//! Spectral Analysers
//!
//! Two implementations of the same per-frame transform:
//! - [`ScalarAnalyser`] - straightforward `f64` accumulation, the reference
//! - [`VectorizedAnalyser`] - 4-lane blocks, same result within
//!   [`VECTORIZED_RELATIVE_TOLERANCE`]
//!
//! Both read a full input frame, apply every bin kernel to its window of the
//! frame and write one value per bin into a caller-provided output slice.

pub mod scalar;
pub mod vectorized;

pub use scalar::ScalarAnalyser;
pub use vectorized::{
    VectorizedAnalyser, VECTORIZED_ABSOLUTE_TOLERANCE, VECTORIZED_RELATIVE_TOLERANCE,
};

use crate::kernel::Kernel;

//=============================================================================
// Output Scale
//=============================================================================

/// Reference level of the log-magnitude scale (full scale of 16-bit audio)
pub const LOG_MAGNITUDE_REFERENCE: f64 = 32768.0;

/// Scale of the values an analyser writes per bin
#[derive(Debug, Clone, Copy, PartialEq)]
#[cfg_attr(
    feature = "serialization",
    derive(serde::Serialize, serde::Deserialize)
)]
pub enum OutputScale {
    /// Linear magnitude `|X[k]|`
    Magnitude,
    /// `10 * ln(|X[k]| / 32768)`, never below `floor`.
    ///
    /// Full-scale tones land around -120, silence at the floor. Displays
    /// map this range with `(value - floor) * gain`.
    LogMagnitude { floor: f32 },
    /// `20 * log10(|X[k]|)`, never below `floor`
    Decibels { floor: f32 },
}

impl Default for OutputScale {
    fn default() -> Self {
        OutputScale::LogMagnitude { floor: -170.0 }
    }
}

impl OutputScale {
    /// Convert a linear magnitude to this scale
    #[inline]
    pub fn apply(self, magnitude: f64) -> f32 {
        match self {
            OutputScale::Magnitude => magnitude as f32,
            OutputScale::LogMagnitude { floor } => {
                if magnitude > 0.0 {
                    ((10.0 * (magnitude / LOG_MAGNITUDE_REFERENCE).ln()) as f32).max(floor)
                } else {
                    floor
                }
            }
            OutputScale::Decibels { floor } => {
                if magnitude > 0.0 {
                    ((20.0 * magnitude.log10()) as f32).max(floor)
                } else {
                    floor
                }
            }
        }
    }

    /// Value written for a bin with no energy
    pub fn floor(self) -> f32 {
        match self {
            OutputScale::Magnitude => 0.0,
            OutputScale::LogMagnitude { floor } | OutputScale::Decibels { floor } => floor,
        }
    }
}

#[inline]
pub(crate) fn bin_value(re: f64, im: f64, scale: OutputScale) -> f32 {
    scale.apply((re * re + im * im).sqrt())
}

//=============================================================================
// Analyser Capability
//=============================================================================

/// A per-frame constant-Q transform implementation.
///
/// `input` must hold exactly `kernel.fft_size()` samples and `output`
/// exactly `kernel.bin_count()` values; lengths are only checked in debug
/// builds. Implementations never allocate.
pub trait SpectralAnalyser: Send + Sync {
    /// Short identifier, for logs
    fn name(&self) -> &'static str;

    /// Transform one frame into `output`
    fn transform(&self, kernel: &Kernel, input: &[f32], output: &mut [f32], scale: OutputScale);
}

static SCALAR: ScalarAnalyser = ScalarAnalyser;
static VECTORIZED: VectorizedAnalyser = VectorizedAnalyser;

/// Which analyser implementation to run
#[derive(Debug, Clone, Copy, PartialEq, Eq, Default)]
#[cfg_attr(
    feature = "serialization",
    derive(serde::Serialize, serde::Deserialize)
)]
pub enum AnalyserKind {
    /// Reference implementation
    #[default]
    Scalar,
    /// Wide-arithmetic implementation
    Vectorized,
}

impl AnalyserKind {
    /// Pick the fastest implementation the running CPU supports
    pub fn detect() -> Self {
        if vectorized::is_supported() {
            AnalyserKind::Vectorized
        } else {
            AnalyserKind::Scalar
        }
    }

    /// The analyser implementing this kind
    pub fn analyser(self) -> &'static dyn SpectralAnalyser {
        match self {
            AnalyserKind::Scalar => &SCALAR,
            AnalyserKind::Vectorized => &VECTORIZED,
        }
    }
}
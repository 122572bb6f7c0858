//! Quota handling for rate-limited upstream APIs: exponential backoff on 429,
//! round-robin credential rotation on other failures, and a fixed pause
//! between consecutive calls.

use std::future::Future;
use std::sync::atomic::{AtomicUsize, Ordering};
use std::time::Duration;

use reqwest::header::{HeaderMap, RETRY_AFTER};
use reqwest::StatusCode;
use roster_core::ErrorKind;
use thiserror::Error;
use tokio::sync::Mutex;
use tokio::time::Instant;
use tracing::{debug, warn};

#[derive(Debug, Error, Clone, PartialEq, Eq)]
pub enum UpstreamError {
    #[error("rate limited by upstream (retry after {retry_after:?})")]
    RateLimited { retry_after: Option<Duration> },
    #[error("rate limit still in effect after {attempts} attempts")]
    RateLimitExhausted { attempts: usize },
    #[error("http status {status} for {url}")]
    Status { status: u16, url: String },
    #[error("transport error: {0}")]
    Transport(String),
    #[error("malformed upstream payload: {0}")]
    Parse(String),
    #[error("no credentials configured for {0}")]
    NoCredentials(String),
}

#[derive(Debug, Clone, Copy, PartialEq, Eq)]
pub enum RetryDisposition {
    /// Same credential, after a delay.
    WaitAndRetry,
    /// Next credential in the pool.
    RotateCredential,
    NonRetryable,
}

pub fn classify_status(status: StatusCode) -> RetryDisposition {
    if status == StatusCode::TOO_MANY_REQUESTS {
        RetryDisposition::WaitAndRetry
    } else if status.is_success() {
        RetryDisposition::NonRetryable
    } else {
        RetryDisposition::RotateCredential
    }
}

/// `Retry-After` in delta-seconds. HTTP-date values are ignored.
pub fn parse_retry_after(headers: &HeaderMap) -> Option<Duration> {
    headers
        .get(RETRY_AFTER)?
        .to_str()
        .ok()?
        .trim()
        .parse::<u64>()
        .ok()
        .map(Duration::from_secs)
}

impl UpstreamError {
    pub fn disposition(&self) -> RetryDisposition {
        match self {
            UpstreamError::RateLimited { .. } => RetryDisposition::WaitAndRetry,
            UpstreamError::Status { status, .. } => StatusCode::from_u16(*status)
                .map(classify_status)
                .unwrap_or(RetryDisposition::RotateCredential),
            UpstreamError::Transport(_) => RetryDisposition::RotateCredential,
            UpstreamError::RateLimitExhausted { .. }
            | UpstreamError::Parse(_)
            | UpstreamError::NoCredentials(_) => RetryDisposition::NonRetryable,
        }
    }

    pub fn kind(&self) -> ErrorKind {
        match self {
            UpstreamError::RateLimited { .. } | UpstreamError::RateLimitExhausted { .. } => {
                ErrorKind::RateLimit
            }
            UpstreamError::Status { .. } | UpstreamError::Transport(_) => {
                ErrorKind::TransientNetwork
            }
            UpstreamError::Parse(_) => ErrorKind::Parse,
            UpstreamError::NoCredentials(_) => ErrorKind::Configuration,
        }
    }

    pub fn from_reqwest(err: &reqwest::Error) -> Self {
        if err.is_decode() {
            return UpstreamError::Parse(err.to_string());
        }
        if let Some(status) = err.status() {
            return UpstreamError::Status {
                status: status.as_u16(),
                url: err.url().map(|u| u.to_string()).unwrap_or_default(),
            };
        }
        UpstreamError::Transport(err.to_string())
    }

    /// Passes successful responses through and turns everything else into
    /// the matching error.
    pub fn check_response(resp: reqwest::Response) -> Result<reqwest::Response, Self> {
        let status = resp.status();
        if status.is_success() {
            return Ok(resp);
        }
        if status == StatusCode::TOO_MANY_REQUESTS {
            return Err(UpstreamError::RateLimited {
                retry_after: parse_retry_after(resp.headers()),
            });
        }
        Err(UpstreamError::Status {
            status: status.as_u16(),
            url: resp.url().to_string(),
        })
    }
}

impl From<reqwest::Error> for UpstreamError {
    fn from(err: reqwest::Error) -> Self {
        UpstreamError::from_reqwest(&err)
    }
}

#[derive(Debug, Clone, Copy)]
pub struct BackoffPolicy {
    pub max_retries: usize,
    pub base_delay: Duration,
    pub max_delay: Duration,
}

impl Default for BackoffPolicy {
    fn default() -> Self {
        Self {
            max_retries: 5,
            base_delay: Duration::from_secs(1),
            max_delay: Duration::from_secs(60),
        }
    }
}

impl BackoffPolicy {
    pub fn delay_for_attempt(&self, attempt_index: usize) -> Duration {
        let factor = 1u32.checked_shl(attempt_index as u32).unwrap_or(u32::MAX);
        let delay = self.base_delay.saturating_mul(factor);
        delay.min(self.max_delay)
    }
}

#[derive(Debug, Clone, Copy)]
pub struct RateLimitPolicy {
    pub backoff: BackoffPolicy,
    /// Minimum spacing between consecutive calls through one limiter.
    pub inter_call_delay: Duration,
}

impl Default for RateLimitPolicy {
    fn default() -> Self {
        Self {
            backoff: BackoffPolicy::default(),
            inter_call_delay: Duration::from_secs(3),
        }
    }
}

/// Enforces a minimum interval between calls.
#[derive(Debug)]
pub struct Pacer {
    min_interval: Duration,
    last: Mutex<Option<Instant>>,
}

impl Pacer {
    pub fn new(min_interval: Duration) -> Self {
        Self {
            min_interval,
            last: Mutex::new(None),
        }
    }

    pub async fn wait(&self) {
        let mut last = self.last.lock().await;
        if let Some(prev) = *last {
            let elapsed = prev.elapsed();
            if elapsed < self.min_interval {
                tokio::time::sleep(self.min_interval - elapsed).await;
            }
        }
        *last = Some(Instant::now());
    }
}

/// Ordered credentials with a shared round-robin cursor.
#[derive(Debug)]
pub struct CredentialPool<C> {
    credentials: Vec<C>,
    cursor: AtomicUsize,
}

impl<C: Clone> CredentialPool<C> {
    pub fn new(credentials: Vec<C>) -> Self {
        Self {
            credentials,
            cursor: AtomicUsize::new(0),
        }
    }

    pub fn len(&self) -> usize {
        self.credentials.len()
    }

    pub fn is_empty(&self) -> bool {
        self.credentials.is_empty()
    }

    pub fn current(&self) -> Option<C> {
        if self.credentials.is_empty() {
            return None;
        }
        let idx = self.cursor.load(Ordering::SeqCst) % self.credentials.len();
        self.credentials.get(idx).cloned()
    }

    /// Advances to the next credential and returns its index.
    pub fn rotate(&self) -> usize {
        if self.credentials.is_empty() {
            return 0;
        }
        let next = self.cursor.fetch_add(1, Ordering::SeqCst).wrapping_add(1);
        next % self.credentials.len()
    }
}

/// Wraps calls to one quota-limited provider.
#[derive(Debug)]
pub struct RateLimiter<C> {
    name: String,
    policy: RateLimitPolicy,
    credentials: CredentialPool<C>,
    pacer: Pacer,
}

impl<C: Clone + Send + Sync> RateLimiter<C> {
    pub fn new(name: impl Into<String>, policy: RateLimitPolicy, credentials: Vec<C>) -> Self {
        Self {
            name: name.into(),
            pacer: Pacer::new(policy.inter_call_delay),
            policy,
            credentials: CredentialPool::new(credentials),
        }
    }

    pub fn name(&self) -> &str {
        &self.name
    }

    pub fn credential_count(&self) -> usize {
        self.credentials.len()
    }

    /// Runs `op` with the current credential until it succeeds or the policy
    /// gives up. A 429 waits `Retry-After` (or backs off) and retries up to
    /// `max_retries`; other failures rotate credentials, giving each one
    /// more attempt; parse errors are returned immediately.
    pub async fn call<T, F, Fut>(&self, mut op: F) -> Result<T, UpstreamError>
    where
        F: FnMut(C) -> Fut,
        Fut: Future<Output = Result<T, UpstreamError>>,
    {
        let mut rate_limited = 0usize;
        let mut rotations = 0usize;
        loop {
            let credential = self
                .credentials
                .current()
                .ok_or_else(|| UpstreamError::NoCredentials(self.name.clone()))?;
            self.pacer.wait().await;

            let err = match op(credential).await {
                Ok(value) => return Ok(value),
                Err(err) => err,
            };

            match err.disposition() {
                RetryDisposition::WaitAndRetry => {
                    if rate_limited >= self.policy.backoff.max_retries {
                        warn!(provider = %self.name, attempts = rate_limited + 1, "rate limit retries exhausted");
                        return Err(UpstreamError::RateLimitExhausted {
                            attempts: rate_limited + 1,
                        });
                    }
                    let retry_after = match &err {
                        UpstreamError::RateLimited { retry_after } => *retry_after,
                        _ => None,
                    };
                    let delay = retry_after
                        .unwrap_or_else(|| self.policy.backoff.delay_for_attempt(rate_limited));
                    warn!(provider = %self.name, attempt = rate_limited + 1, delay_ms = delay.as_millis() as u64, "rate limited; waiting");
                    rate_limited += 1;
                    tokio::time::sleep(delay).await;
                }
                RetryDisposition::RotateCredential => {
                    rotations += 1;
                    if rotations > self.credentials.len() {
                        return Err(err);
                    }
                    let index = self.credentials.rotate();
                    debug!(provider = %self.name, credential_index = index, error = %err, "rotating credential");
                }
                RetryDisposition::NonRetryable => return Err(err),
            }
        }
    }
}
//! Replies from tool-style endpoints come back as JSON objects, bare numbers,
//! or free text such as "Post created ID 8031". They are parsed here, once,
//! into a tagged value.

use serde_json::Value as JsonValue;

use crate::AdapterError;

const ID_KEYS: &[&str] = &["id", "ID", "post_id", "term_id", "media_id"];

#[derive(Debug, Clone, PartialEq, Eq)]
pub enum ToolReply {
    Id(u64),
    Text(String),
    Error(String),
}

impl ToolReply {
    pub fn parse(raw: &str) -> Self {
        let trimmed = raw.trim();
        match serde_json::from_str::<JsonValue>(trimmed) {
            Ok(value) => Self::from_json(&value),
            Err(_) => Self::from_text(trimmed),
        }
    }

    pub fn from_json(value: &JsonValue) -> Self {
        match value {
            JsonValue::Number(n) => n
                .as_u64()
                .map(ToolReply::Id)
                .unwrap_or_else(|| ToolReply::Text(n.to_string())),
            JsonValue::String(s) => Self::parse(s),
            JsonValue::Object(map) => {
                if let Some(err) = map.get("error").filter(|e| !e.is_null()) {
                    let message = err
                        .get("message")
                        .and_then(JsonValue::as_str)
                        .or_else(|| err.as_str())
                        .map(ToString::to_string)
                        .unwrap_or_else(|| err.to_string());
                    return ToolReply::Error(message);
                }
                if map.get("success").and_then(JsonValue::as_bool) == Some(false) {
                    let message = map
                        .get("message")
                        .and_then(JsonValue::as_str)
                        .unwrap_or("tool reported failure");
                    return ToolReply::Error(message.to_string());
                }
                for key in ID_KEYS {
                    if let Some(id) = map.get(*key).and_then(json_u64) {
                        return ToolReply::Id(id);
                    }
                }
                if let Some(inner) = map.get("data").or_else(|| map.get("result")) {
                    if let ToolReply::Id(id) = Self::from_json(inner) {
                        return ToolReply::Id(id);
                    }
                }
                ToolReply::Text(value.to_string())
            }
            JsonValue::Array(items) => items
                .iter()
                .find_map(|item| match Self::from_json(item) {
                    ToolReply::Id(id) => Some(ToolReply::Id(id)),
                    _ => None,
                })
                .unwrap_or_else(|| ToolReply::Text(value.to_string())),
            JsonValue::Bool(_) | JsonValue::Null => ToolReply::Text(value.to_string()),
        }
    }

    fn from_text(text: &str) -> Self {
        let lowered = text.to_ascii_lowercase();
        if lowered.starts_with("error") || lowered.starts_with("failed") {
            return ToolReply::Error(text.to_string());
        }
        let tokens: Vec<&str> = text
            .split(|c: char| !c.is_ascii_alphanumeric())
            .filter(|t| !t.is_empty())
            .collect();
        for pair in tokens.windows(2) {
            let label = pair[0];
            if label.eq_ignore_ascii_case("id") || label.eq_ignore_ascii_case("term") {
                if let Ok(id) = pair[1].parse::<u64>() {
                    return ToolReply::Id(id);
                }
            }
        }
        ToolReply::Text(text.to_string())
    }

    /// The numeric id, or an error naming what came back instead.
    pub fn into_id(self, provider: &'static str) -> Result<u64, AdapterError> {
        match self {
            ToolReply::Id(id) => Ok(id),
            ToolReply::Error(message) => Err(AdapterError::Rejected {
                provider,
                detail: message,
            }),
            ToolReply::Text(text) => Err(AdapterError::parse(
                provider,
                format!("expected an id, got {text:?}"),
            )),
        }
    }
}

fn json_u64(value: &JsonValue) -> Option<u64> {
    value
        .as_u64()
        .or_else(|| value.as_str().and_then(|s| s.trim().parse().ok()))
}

• **Work to complete**: In the data above, find each line that uses the string "label". Copy it.

• **Your response**:
            let label = pair[0];
            if label.eq_ignore_ascii_case("id") || label.eq_ignore_ascii_case("term") {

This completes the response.